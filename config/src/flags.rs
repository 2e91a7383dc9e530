//! Terralist server flag declarations.

use errors::RegistryError;

use crate::registry::{FlagRegistry, FlagSpec};

pub const CONFIG: &str = "config";
pub const LOG_LEVEL: &str = "log-level";
pub const PORT: &str = "port";
pub const URL: &str = "url";
pub const TOKEN_SIGNING_SECRET: &str = "token-signing-secret";

pub const OAUTH_PROVIDER: &str = "oauth-provider";
pub const GH_CLIENT_ID: &str = "gh-client-id";
pub const GH_CLIENT_SECRET: &str = "gh-client-secret";
pub const GH_ORGANIZATION: &str = "gh-organization";

pub const DATABASE_BACKEND: &str = "database-backend";
pub const SQLITE_PATH: &str = "sqlite-path";
pub const POSTGRES_URL: &str = "postgres-url";
pub const POSTGRES_USERNAME: &str = "postgres-username";
pub const POSTGRES_PASSWORD: &str = "postgres-password";
pub const POSTGRES_HOST: &str = "postgres-host";
pub const POSTGRES_PORT: &str = "postgres-port";
pub const POSTGRES_DATABASE: &str = "postgres-database";

pub const MODULES_STORAGE_RESOLVER: &str = "modules-storage-resolver";
pub const PROVIDERS_STORAGE_RESOLVER: &str = "providers-storage-resolver";
pub const HOME: &str = "home";
pub const S3_BUCKET_NAME: &str = "s3-bucket-name";
pub const S3_BUCKET_REGION: &str = "s3-bucket-region";
pub const S3_ACCESS_KEY_ID: &str = "s3-access-key-id";
pub const S3_SECRET_ACCESS_KEY: &str = "s3-secret-access-key";
pub const S3_PRESIGN_EXPIRE: &str = "s3-presign-expire";

pub const DEBUG: &str = "debug";

/// Accepted values of `log-level`.
pub const LOG_LEVELS: [&str; 5] = ["trace", "debug", "info", "warn", "error"];

fn declarations() -> Vec<FlagSpec> {
    vec![
        FlagSpec::string(CONFIG).description("Path to a configuration file"),
        FlagSpec::string(LOG_LEVEL)
            .default_value("info")
            .one_of(&LOG_LEVELS)
            .description("Log level"),
        FlagSpec::integer(PORT)
            .default_value(5758)
            .range(1, 65535)
            .description("Port to listen on"),
        FlagSpec::string(URL)
            .default_value("http://localhost:5758")
            .description("Public URL of the server, used to build redirects"),
        FlagSpec::string(TOKEN_SIGNING_SECRET)
            .required()
            .sensitive()
            .description("Secret used to sign authentication tokens"),
        FlagSpec::string(OAUTH_PROVIDER)
            .required()
            .description("OAuth provider used to authenticate users"),
        FlagSpec::string(GH_CLIENT_ID).description("GitHub OAuth application client ID"),
        FlagSpec::string(GH_CLIENT_SECRET)
            .sensitive()
            .description("GitHub OAuth application client secret"),
        FlagSpec::string(GH_ORGANIZATION)
            .description("GitHub organization whose members may log in"),
        FlagSpec::string(DATABASE_BACKEND)
            .default_value("sqlite")
            .description("Database engine"),
        FlagSpec::string(SQLITE_PATH)
            .default_value("terralist.db")
            .description("Path of the SQLite database file"),
        FlagSpec::string(POSTGRES_URL)
            .sensitive()
            .description("PostgreSQL connection URL, takes precedence over the individual settings"),
        FlagSpec::string(POSTGRES_USERNAME).description("PostgreSQL username"),
        FlagSpec::string(POSTGRES_PASSWORD)
            .sensitive()
            .description("PostgreSQL password"),
        FlagSpec::string(POSTGRES_HOST).description("PostgreSQL host"),
        FlagSpec::integer(POSTGRES_PORT)
            .default_value(5432)
            .range(1, 65535)
            .description("PostgreSQL port"),
        FlagSpec::string(POSTGRES_DATABASE).description("PostgreSQL database name"),
        FlagSpec::string(MODULES_STORAGE_RESOLVER)
            .default_value("local")
            .description("Storage resolver for modules"),
        FlagSpec::string(PROVIDERS_STORAGE_RESOLVER)
            .default_value("proxy")
            .description("Storage resolver for providers"),
        FlagSpec::string(HOME)
            .default_value("~/.terralist.d")
            .description("Home directory for local files"),
        FlagSpec::string(S3_BUCKET_NAME).description("S3 bucket name"),
        FlagSpec::string(S3_BUCKET_REGION).description("S3 bucket region"),
        FlagSpec::string(S3_ACCESS_KEY_ID).description("S3 access key ID"),
        FlagSpec::string(S3_SECRET_ACCESS_KEY)
            .sensitive()
            .description("S3 secret access key"),
        FlagSpec::integer(S3_PRESIGN_EXPIRE)
            .default_value(15)
            .range(1, 10080)
            .description("Minutes a presigned S3 URL stays valid"),
        FlagSpec::boolean(DEBUG).hidden().description("Force trace logging"),
    ]
}

/// Registry holding every Terralist server flag.
///
/// # Errors
///
/// Only on a broken declaration list; the built-in one is valid.
pub fn terralist_registry() -> Result<FlagRegistry, RegistryError> {
    FlagRegistry::from_specs(declarations())
}
//! Server hand-off.
//!
//! The startup pipeline ends by giving the resolved user settings and the
//! selected backends to a [`ServerCreator`]. The default creator serves a
//! small axum router; tests substitute their own creator.

use std::fmt;
use std::net::SocketAddr;
use std::sync::Arc;

use async_trait::async_trait;
use axum::extract::State;
use axum::routing::get;
use axum::{Json, Router};
use serde_json::{Value, json};
use tl_core::{AuthProvider, DatabaseEngine, StorageResolver};
use tokio::net::TcpListener;
use tracing::info;

/// Settings the server itself consumes.
#[derive(Clone, PartialEq, Eq)]
pub struct UserConfig {
    pub log_level: String,
    pub port: u16,
    pub url: String,
    pub token_signing_secret: String
}

impl fmt::Debug for UserConfig {
    fn fmt(&self, f: &mut fmt::Formatter<'_>) -> fmt::Result {
        f.debug_struct("UserConfig")
            .field("log_level", &self.log_level)
            .field("port", &self.port)
            .field("url", &self.url)
            .field("token_signing_secret", &"***")
            .finish()
    }
}

/// Backends selected at startup.
#[derive(Debug)]
pub struct Dependencies {
    pub database: Box<dyn DatabaseEngine>,
    pub auth: Box<dyn AuthProvider>,
    pub modules_storage: Box<dyn StorageResolver>,
    pub providers_storage: Box<dyn StorageResolver>,
    /// Set by the hidden `debug` flag.
    pub debug: bool
}

/// A server ready to run.
#[async_trait]
pub trait Starter: Send {
    async fn start(self: Box<Self>) -> anyhow::Result<()>;
}

/// Builds the server from the resolved configuration.
pub trait ServerCreator {
    fn new_server(&self, user: UserConfig, deps: Dependencies) -> anyhow::Result<Box<dyn Starter>>;
}

/// Creator of the real HTTP server.
#[derive(Debug, Default)]
pub struct DefaultCreator;

impl ServerCreator for DefaultCreator {
    fn new_server(&self, user: UserConfig, deps: Dependencies) -> anyhow::Result<Box<dyn Starter>> {
        let addr = SocketAddr::from(([0, 0, 0, 0], user.port));
        Ok(Box::new(Server {
            addr,
            state: Arc::new(AppState { user, deps })
        }))
    }
}

#[derive(Debug)]
pub struct AppState {
    pub user: UserConfig,
    pub deps: Dependencies
}

pub struct Server {
    addr: SocketAddr,
    state: Arc<AppState>
}

pub fn create_router(state: Arc<AppState>) -> Router {
    Router::new()
        .route("/health", get(health_handler))
        .with_state(state)
}

async fn health_handler(State(state): State<Arc<AppState>>) -> Json<Value> {
    Json(json!({
        "status": "ok",
        "version": env!("CARGO_PKG_VERSION"),
        "database": state.deps.database.backend(),
        "auth": state.deps.auth.name(),
        "modules_storage": state.deps.modules_storage.name(),
        "providers_storage": state.deps.providers_storage.name()
    }))
}

#[async_trait]
impl Starter for Server {
    async fn start(self: Box<Self>) -> anyhow::Result<()> {
        let listener = TcpListener::bind(self.addr)
            .await
            .map_err(|e| anyhow::anyhow!("failed to bind to {}: {e}", self.addr))?;

        info!(
            addr = %self.addr,
            url = %self.state.user.url,
            database = %self.state.deps.database.describe(),
            "Terralist server starting"
        );

        axum::serve(listener, create_router(self.state.clone()))
            .with_graceful_shutdown(shutdown_signal())
            .await?;

        info!("Terralist server stopped");
        Ok(())
    }
}

async fn shutdown_signal() {
    if let Err(e) = tokio::signal::ctrl_c().await {
        tracing::warn!(error = %e, "Could not listen for shutdown signal");
        std::future::pending::<()>().await;
    }
}

#[cfg(test)]
mod tests {
    use super::*;
    use axum::body::{Body, to_bytes};
    use axum::http::{Request, StatusCode};
    use tower::ServiceExt;

    #[derive(Debug)]
    struct Fake(&'static str);

    impl DatabaseEngine for Fake {
        fn backend(&self) -> &'static str {
            self.0
        }

        fn dsn(&self) -> &str {
            "fake://"
        }
    }

    impl AuthProvider for Fake {
        fn name(&self) -> &'static str {
            self.0
        }

        fn authorize_url(&self, _state: &str) -> String {
            String::new()
        }
    }

    impl StorageResolver for Fake {
        fn name(&self) -> &'static str {
            self.0
        }

        fn locate(&self, key: &str) -> String {
            key.to_string()
        }
    }

    fn state() -> Arc<AppState> {
        Arc::new(AppState {
            user: UserConfig {
                log_level: "info".to_string(),
                port: 5758,
                url: "http://localhost:5758".to_string(),
                token_signing_secret: "hunter2".to_string()
            },
            deps: Dependencies {
                database: Box::new(Fake("sqlite")),
                auth: Box::new(Fake("github")),
                modules_storage: Box::new(Fake("s3")),
                providers_storage: Box::new(Fake("proxy")),
                debug: false
            }
        })
    }

    #[tokio::test]
    async fn test_health_reports_backends() {
        let response = create_router(state())
            .oneshot(Request::get("/health").body(Body::empty()).unwrap())
            .await
            .unwrap();

        assert_eq!(response.status(), StatusCode::OK);
        let body = to_bytes(response.into_body(), usize::MAX).await.unwrap();
        let json: Value = serde_json::from_slice(&body).unwrap();
        assert_eq!(json["status"], "ok");
        assert_eq!(json["database"], "sqlite");
        assert_eq!(json["modules_storage"], "s3");
        assert_eq!(json["providers_storage"], "proxy");
    }

    #[test]
    fn test_user_config_debug_hides_secret() {
        let rendered = format!("{:?}", state().user);
        assert!(!rendered.contains("hunter2"));
    }
}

■ PROBLEM DETAILS: Only the lines above starting at the one containing "FlagSpec::string(GH_ORGANIZATION)" and ending at the one containing "connection URL, takes", both included, are to be returned, exactly as they read.

■ SOLUTION TO THE EXERCISE:
        FlagSpec::string(GH_ORGANIZATION)
            .description("GitHub organization whose members may log in"),
        FlagSpec::string(DATABASE_BACKEND)
            .default_value("sqlite")
            .description("Database engine"),
        FlagSpec::string(SQLITE_PATH)
            .default_value("terralist.db")
            .description("Path of the SQLite database file"),
        FlagSpec::string(POSTGRES_URL)
            .sensitive()
            .description("PostgreSQL connection URL, takes precedence over the individual settings"),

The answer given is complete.